Suunto's SPARTAN ULTRA and SPORT :: Menus, Buttons, Functions – A walkthrough

Suunto Spartan Sport (+Ultra)
Left: Sport (metal bezel), Right ULTRA

Suunto’s two current SPARTAN models are the ULTRA and the SPORT. They’re near-identically featured at the moment other than the ULTRA is a bit thicker to accommodate a larger battery with longer battery-life and it has a barometric GPS.

Consequently the menus are nearly identical.

As time progresses and new features are added, this post may become outdated. HOWEVER it gives you a flavour of the UI and <here> is a link to the manual.

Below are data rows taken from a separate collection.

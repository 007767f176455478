//! CLI module - Command definitions and handlers
//!
//! Every positional word is part of the query. Setup is managed through
//! `--init`, `--config` and `--stats`, so no query word can be mistaken
//! for a command.

use std::path::PathBuf;

use anyhow::{Context, Result};
use clap::{ArgGroup, Args, Parser};

use crate::config::Config;
use crate::logging::DebugLevel;

pub mod ask;
pub mod config;
pub mod init;
pub mod stats;

/// knowledge - Personal knowledge retrieval CLI
///
/// Ask a free-text question and get the best matching fact back, or run
/// the best matching tool.
#[derive(Parser, Debug)]
#[command(name = "knowledge")]
#[command(author, version, about, long_about = None)]
#[command(group(
    ArgGroup::new("action")
        .args(["init", "stats", "config", "config_path"])
        .conflicts_with_all(["query", "tool", "vote_query"])
))]
pub struct Cli {
    #[command(flatten)]
    pub global: GlobalArgs,

    #[command(flatten)]
    pub init: init::InitArgs,

    #[command(flatten)]
    pub config: config::ConfigArgs,

    #[command(flatten)]
    pub stats: stats::StatsArgs,

    #[command(flatten)]
    pub ask: ask::AskArgs,
}

/// Options shared by every action
#[derive(Args, Debug, Clone)]
pub struct GlobalArgs {
    /// Additional configuration files, layered over the default one
    #[arg(short = 'c', long, value_name = "FILE")]
    pub configuration: Vec<PathBuf>,

    /// Logging verbosity / behavior
    #[arg(short, long, value_enum, default_value_t = DebugLevel::Logged)]
    pub debug: DebugLevel,

    /// Log file location (default: ~/.knowledge/knowledge.log)
    #[arg(short, long, value_name = "FILE")]
    pub logfile: Option<PathBuf>,

    /// Print the directory to add to PATH and exit
    #[arg(long)]
    pub show_path: bool,
}

impl GlobalArgs {
    /// Default config followed by any `--configuration` files
    pub fn config_paths(&self) -> Vec<PathBuf> {
        std::iter::once(Config::default_path())
            .chain(self.configuration.iter().cloned())
            .collect()
    }

    pub fn logfile(&self) -> PathBuf {
        self.logfile.clone().unwrap_or_else(Config::default_logfile)
    }

    pub fn load_config(&self) -> Result<Config> {
        Config::load(&self.config_paths())
    }
}

/// The one thing an invocation does
#[derive(Debug)]
pub enum Action {
    /// Vote on the query words
    Ask(ask::AskArgs),

    /// Write the default configuration and knowledge source
    Init(init::InitArgs),

    /// Get or set configuration
    Config(config::ConfigArgs),

    /// Show knowledge base statistics
    Stats(stats::StatsArgs),
}

impl Cli {
    /// Split into the shared options and the selected action
    pub fn into_action(self) -> (GlobalArgs, Action) {
        let action = if self.init.init {
            Action::Init(self.init)
        } else if self.stats.stats {
            Action::Stats(self.stats)
        } else if self.config.is_requested() {
            Action::Config(self.config)
        } else {
            Action::Ask(self.ask)
        };
        (self.global, action)
    }
}

/// Directory holding the running executable
pub fn install_dir() -> Result<PathBuf> {
    let exe = std::env::current_exe().context("Cannot locate the knowledge executable")?;
    let exe = exe.canonicalize().unwrap_or(exe);
    Ok(exe
        .parent()
        .map(|p| p.to_path_buf())
        .unwrap_or_else(|| PathBuf::from(".")))
}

Note: This is not a review/opinion piece – that’s for another day. It’s a mostly factual run through of the menus WITH THE AID OF IMAGES and what is there in firmware v1.1.30. If you already have one you will know all this! If not, the two watches help give an idea of the menu flow.

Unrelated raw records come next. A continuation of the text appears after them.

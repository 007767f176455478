//! knowledge CLI - Entry point
//!
//! Usage: knowledge [options] <query words...>
//!        knowledge --init | --config [KEY [VALUE]] | --stats

use anyhow::Result;
use clap::Parser;

use knowledge::cli::{Action, Cli};
use knowledge::logging::FAILURE_TARGET;

fn main() -> Result<()> {
    let (global, action) = Cli::parse().into_action();

    if global.show_path {
        println!("{}", knowledge::cli::install_dir()?.display());
        return Ok(());
    }

    knowledge::logging::init(global.debug, &global.logfile())?;
    tracing::info!("Knowledge starting");

    let result = match action {
        Action::Ask(args) => knowledge::cli::ask::run(args, &global),
        Action::Init(args) => knowledge::cli::init::run(args, &global),
        Action::Config(args) => knowledge::cli::config::run(args, &global),
        Action::Stats(args) => knowledge::cli::stats::execute(args, &global),
    };

    // The console already gets anyhow's report from `main`
    if let Err(err) = &result {
        tracing::error!(target: FAILURE_TARGET, "{:#}", err);
    }
    tracing::info!("Knowledge shutting down...");

    result
}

suunto-spartan-menu-ultra-sportMenu Layout and Navigation (image, right)

The watch/time face is the ‘home’ screen. Navigation is by the touchscreen and/or buttons. You really can use either and I do use both. But I would say I use the buttons 80% of the time.

Simplistically: The up and down buttons have the same functionality as swipe up and swipe down.

The middle ‘Go’ button either moves you on to the next step or scrolls through versions of the current screen – eg shows more laps or toggles some data fields.

Swipe left/right does what it says.

Each menu list contains a top menu option to go “back”…this enables the buttons to be used on their own more easily.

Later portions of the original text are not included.